§ **Entries provided**:
>>>

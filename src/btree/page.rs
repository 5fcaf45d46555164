//! On-page layout of B-tree nodes.
//!
//! Every node occupies exactly one page.
//!
//! **Header** (8 bytes):
//!
//! | Offset | Size | Field                                             |
//! |--------|------|---------------------------------------------------|
//! | 0      | 1    | page type (see [`PageType`])                      |
//! | 1      | 1    | flags (reserved, 0)                               |
//! | 2..4   | 2    | cell count (u16 BE)                               |
//! | 4..8   | 4    | rightmost child (interior pages), 0 on leaves     |
//!
//! The **cell pointer array** starts at offset 8, two bytes per cell, in key
//! order. **Cell bodies** are packed against the end of the page: cell 0
//! ends at the last byte, cell 1 ends where cell 0 starts, and so on. A page
//! is always rewritten in this canonical form, so two pages holding the
//! same cells are byte-identical.
//!
//! **Cells**:
//!
//! | Page type       | Layout                                                   |
//! |-----------------|----------------------------------------------------------|
//! | table leaf      | `[payload_size varint][rowid varint][local][ovfl u32]?`  |
//! | table interior  | `[child u32][rowid varint]`                              |
//! | index leaf      | `[payload_size varint][local][ovfl u32]?`                |
//! | index interior  | `[child u32][payload_size varint][local][ovfl u32]?`     |
//!
//! Interior cell `i` points at the subtree holding keys `<=` its key; the
//! rightmost child holds everything larger than the last cell's key.

use std::ops::Range;

use crate::error::{HorizonError, Result};
use crate::pager::{PageId, PAGE_SIZE};
use crate::record::{put_varint, read_varint};

/// Size of the node header.
pub const NODE_HEADER_SIZE: usize = 8;

pub const CELL_PTR_SIZE: usize = 2;

/// Bytes available for cells and their pointers on one page.
pub const CELL_SPACE: usize = PAGE_SIZE - NODE_HEADER_SIZE;

/// Payload bytes carried by one overflow page after its next-page pointer.
pub const OVERFLOW_DATA_SIZE: usize = PAGE_SIZE - 4;

/// Largest payload a single cell may carry.
pub const MAX_PAYLOAD: u64 = 1_000_000_000;

/// Whether a tree is keyed by rowid or by arbitrary key bytes.
#[derive(Debug, Clone, Copy, PartialEq, Eq, Hash)]
pub enum TreeKind {
    Table,
    Index,
}

#[derive(Debug, Clone, Copy, PartialEq, Eq, Hash)]
pub enum PageType {
    TableLeaf,
    TableInterior,
    IndexLeaf,
    IndexInterior,
}

impl PageType {
    pub const fn to_byte(self) -> u8 {
        match self {
            PageType::TableLeaf => 0x0D,
            PageType::TableInterior => 0x05,
            PageType::IndexLeaf => 0x0A,
            PageType::IndexInterior => 0x02,
        }
    }

    pub const fn from_byte(byte: u8) -> Option<Self> {
        match byte {
            0x0D => Some(PageType::TableLeaf),
            0x05 => Some(PageType::TableInterior),
            0x0A => Some(PageType::IndexLeaf),
            0x02 => Some(PageType::IndexInterior),
            _ => None,
        }
    }

    pub const fn leaf(kind: TreeKind) -> Self {
        match kind {
            TreeKind::Table => PageType::TableLeaf,
            TreeKind::Index => PageType::IndexLeaf,
        }
    }

    pub const fn interior(kind: TreeKind) -> Self {
        match kind {
            TreeKind::Table => PageType::TableInterior,
            TreeKind::Index => PageType::IndexInterior,
        }
    }

    pub const fn is_leaf(self) -> bool {
        matches!(self, PageType::TableLeaf | PageType::IndexLeaf)
    }

    pub const fn kind(self) -> TreeKind {
        match self {
            PageType::TableLeaf | PageType::TableInterior => TreeKind::Table,
            PageType::IndexLeaf | PageType::IndexInterior => TreeKind::Index,
        }
    }

    /// Whether cells of this page type carry a payload.
    pub const fn has_payload(self) -> bool {
        !matches!(self, PageType::TableInterior)
    }
}

// ---------------------------------------------------------------------------
// Local payload sizing
// ---------------------------------------------------------------------------

/// Largest payload kept entirely on the page.
pub const fn max_local(page_type: PageType) -> usize {
    match page_type {
        PageType::TableLeaf => PAGE_SIZE - 35,
        _ => (PAGE_SIZE - 12) * 64 / 255 - 23,
    }
}

/// Smallest local portion of a payload that spills.
pub const fn min_local() -> usize {
    (PAGE_SIZE - 12) * 32 / 255 - 23
}

/// Number of payload bytes stored on the page for a payload of
/// `payload_size` bytes. The rest goes to the overflow chain.
pub fn local_size(page_type: PageType, payload_size: u64) -> usize {
    let max = max_local(page_type);
    if payload_size <= max as u64 {
        return payload_size as usize;
    }
    let min = min_local() as u64;
    let local = min + (payload_size - min) % OVERFLOW_DATA_SIZE as u64;
    if local > max as u64 {
        min as usize
    } else {
        local as usize
    }
}

// ---------------------------------------------------------------------------
// Cells
// ---------------------------------------------------------------------------

/// Decoded view of one cell.
#[derive(Debug, Clone, PartialEq, Eq)]
pub struct CellInfo {
    /// Left child, interior cells only.
    pub child: PageId,
    /// Rowid, table cells only.
    pub rowid: i64,
    /// Total payload size, including the part in overflow pages.
    pub payload_size: u64,
    /// Position of the local payload within the cell bytes.
    pub local: Range<usize>,
    /// First overflow page, `0` if the payload is entirely local.
    pub overflow: PageId,
    /// Total size of the cell in bytes.
    pub size: usize,
}

impl CellInfo {
    pub fn has_overflow(&self) -> bool {
        self.overflow != 0
    }
}

fn corrupt(detail: impl Into<String>) -> HorizonError {
    HorizonError::Corrupt(detail.into())
}

fn take_varint(buf: &[u8], pos: &mut usize) -> Result<u64> {
    let (value, n) = buf
        .get(*pos..)
        .and_then(read_varint)
        .ok_or_else(|| corrupt("truncated varint in cell"))?;
    *pos += n;
    Ok(value)
}

fn take_u32(buf: &[u8], pos: &mut usize) -> Result<u32> {
    let bytes = buf
        .get(*pos..*pos + 4)
        .ok_or_else(|| corrupt("truncated page number in cell"))?;
    *pos += 4;
    Ok(u32::from_be_bytes([bytes[0], bytes[1], bytes[2], bytes[3]]))
}

/// Parse the cell starting at the front of `buf`.
///
/// `buf` may extend past the end of the cell; [`CellInfo::size`] reports
/// where it ends.
pub fn parse_cell(page_type: PageType, buf: &[u8]) -> Result<CellInfo> {
    let mut pos = 0;
    let mut info = CellInfo {
        child: 0,
        rowid: 0,
        payload_size: 0,
        local: 0..0,
        overflow: 0,
        size: 0,
    };

    if !page_type.is_leaf() {
        info.child = take_u32(buf, &mut pos)?;
    }
    if page_type == PageType::TableInterior {
        info.rowid = take_varint(buf, &mut pos)? as i64;
        info.size = pos;
        return Ok(info);
    }

    info.payload_size = take_varint(buf, &mut pos)?;
    if info.payload_size > MAX_PAYLOAD {
        return Err(corrupt(format!(
            "cell claims a payload of {} bytes",
            info.payload_size
        )));
    }
    if page_type == PageType::TableLeaf {
        info.rowid = take_varint(buf, &mut pos)? as i64;
    }

    let local = local_size(page_type, info.payload_size);
    if pos + local > buf.len() {
        return Err(corrupt("cell payload extends past the end of the page"));
    }
    info.local = pos..pos + local;
    pos += local;

    if (local as u64) < info.payload_size {
        info.overflow = take_u32(buf, &mut pos)?;
        if info.overflow == 0 {
            return Err(corrupt("spilled payload has no overflow page"));
        }
    }
    info.size = pos;
    Ok(info)
}

/// Encode the fixed part of a payload-carrying cell, followed by its local
/// payload bytes. The caller appends the overflow pointer if needed.
pub fn payload_cell_prefix(
    page_type: PageType,
    child: PageId,
    rowid: i64,
    payload_size: u64,
    local: &[u8],
) -> Vec<u8> {
    let mut cell = Vec::with_capacity(local.len() + 22);
    if !page_type.is_leaf() {
        cell.extend_from_slice(&child.to_be_bytes());
    }
    put_varint(&mut cell, payload_size);
    if page_type == PageType::TableLeaf {
        put_varint(&mut cell, rowid as u64);
    }
    cell.extend_from_slice(local);
    cell
}

/// Build a table interior cell.
pub fn table_interior_cell(child: PageId, rowid: i64) -> Vec<u8> {
    let mut cell = Vec::with_capacity(13);
    cell.extend_from_slice(&child.to_be_bytes());
    put_varint(&mut cell, rowid as u64);
    cell
}

/// Rewrite the child pointer of an interior cell.
pub fn set_child(cell: &mut [u8], child: PageId) {
    cell[..4].copy_from_slice(&child.to_be_bytes());
}

// ---------------------------------------------------------------------------
// Node
// ---------------------------------------------------------------------------

/// A decoded page: its type, its cells in key order, and the rightmost
/// child pointer.
#[derive(Debug, Clone, PartialEq, Eq)]
pub struct Node {
    pub page_type: PageType,
    pub cells: Vec<Vec<u8>>,
    pub right: PageId,
}

impl Node {
    pub fn empty(page_type: PageType) -> Self {
        Node {
            page_type,
            cells: Vec::new(),
            right: 0,
        }
    }

    pub fn decode(page: &[u8; PAGE_SIZE]) -> Result<Self> {
        let page_type = PageType::from_byte(page[0])
            .ok_or_else(|| corrupt(format!("unknown page type {:#04x}", page[0])))?;
        let count = u16::from_be_bytes([page[2], page[3]]) as usize;
        let right = u32::from_be_bytes([page[4], page[5], page[6], page[7]]);

        if NODE_HEADER_SIZE + count * CELL_PTR_SIZE > PAGE_SIZE {
            return Err(corrupt(format!("cell count {count} overflows the page")));
        }

        let ptr_end = NODE_HEADER_SIZE + count * CELL_PTR_SIZE;
        let mut cells = Vec::with_capacity(count);
        for i in 0..count {
            let at = NODE_HEADER_SIZE + i * CELL_PTR_SIZE;
            let offset = u16::from_be_bytes([page[at], page[at + 1]]) as usize;
            if offset < ptr_end || offset >= PAGE_SIZE {
                return Err(corrupt(format!("cell pointer {offset} out of bounds")));
            }
            let info = parse_cell(page_type, &page[offset..])?;
            cells.push(page[offset..offset + info.size].to_vec());
        }

        if !page_type.is_leaf() && right == 0 {
            return Err(corrupt("interior page has no rightmost child"));
        }

        Ok(Node {
            page_type,
            cells,
            right,
        })
    }

    /// Bytes this node needs on a page.
    pub fn used_bytes(&self) -> usize {
        NODE_HEADER_SIZE
            + self
                .cells
                .iter()
                .map(|c| c.len() + CELL_PTR_SIZE)
                .sum::<usize>()
    }

    pub fn fits(&self) -> bool {
        self.used_bytes() <= PAGE_SIZE
    }

    /// Serialize into canonical page form.
    pub fn encode(&self) -> Result<[u8; PAGE_SIZE]> {
        if !self.fits() {
            return Err(HorizonError::Internal(format!(
                "node of {} bytes does not fit a page",
                self.used_bytes()
            )));
        }
        let mut page = [0u8; PAGE_SIZE];
        page[0] = self.page_type.to_byte();
        page[2..4].copy_from_slice(&(self.cells.len() as u16).to_be_bytes());
        page[4..8].copy_from_slice(&self.right.to_be_bytes());

        let mut end = PAGE_SIZE;
        for (i, cell) in self.cells.iter().enumerate() {
            let start = end - cell.len();
            page[start..end].copy_from_slice(cell);
            let at = NODE_HEADER_SIZE + i * CELL_PTR_SIZE;
            page[at..at + 2].copy_from_slice(&(start as u16).to_be_bytes());
            end = start;
        }
        Ok(page)
    }

    pub fn len(&self) -> usize {
        self.cells.len()
    }

    pub fn is_empty(&self) -> bool {
        self.cells.is_empty()
    }

    pub fn is_leaf(&self) -> bool {
        self.page_type.is_leaf()
    }

    pub fn info(&self, i: usize) -> Result<CellInfo> {
        let cell = self
            .cells
            .get(i)
            .ok_or_else(|| corrupt(format!("cell index {i} out of range")))?;
        parse_cell(self.page_type, cell)
    }

    /// Child `i` of an interior node; `i == len()` is the rightmost child.
    pub fn child(&self, i: usize) -> Result<PageId> {
        if i == self.cells.len() {
            Ok(self.right)
        } else {
            Ok(self.info(i)?.child)
        }
    }
}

<<<

§ **Work order**:
Copy out the lines above that hold the string "crate".

§ **Your solution**:
use crate::error::{HorizonError, Result};
use crate::pager::{PageId, PAGE_SIZE};
use crate::record::{put_varint, read_varint};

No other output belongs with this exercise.